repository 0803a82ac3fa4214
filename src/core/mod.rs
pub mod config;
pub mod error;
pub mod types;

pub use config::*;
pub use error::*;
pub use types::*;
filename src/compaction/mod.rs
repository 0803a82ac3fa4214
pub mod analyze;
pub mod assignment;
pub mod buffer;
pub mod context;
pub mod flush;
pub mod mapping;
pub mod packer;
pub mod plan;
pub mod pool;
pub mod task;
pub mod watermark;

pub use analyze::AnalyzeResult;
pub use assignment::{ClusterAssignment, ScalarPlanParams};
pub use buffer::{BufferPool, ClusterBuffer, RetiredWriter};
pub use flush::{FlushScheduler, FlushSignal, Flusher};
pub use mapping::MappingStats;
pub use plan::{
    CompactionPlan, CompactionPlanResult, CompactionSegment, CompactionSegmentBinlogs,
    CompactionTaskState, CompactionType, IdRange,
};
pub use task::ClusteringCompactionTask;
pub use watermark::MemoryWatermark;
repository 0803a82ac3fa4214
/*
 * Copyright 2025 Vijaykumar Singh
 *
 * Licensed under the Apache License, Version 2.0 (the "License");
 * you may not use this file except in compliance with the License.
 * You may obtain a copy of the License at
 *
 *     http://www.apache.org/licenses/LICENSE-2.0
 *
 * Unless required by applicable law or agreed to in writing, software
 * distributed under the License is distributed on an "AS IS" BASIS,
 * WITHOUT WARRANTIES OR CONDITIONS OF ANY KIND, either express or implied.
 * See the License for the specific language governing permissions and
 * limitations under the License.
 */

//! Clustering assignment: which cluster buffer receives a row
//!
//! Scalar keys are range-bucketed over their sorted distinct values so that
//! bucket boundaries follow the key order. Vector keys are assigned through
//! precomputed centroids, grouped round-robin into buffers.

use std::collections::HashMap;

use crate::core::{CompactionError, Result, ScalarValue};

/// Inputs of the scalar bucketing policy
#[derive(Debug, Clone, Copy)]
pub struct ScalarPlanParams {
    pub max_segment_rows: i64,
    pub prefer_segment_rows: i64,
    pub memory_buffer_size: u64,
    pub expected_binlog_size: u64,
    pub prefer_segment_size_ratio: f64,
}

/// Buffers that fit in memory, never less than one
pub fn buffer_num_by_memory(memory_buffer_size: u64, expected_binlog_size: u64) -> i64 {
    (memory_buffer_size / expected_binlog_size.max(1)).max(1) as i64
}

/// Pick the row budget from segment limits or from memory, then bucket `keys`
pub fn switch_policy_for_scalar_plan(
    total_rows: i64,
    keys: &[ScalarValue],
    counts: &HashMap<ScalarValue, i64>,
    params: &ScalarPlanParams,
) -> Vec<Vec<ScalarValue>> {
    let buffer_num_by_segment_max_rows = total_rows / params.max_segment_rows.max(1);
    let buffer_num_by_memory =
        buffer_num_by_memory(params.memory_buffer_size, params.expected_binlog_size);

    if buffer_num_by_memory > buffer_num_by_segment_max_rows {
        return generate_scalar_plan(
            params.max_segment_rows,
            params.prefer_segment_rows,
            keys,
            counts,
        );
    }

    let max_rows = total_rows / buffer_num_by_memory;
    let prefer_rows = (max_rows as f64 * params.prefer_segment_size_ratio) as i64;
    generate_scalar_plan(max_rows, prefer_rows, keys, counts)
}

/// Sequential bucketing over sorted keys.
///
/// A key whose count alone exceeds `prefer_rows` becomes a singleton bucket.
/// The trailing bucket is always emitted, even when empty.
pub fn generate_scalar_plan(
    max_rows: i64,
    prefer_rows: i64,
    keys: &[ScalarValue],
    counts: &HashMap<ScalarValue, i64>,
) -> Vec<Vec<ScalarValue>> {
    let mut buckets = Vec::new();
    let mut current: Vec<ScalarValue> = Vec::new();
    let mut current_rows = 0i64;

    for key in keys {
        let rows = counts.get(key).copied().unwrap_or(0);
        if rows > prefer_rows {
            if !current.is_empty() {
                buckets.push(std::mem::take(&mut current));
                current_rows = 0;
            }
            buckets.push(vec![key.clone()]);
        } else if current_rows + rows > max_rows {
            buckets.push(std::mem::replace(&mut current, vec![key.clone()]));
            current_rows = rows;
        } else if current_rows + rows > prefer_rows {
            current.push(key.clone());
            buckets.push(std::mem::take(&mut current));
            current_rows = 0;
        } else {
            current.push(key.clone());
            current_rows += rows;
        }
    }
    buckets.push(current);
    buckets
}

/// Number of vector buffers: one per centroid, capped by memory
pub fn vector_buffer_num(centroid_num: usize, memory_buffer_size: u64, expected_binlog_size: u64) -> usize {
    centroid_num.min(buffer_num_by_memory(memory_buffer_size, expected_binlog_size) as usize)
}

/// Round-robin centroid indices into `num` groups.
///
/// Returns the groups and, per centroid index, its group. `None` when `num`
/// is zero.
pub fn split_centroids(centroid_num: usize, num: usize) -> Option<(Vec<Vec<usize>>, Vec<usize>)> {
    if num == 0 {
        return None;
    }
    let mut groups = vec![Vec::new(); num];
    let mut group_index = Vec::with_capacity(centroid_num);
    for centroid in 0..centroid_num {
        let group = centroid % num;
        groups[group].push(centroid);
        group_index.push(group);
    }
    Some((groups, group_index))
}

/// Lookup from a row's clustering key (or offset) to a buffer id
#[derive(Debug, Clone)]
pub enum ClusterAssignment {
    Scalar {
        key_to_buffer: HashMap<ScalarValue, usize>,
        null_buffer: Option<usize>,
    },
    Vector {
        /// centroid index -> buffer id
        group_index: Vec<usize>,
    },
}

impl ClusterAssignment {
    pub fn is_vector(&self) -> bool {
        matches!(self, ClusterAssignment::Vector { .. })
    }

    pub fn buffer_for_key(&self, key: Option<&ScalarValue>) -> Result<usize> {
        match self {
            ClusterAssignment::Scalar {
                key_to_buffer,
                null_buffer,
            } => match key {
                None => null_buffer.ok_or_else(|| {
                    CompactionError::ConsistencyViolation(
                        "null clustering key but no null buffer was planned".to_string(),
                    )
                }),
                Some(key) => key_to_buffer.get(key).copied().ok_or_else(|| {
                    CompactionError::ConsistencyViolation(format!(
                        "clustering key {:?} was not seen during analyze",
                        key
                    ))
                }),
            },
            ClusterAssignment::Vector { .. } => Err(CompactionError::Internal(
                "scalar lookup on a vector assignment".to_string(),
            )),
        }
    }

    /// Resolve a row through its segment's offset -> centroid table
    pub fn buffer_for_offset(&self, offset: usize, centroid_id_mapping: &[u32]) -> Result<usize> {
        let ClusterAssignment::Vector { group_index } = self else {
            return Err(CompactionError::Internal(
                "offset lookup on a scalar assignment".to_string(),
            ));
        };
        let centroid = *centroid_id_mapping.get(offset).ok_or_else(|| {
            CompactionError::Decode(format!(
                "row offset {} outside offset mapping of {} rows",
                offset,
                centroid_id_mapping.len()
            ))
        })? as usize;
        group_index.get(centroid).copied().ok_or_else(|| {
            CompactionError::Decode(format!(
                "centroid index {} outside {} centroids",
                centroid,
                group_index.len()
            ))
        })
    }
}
+ + +
● Exercise prompt
If a line above includes the word "from", count it; then give the final number by itself.

● Final answer
2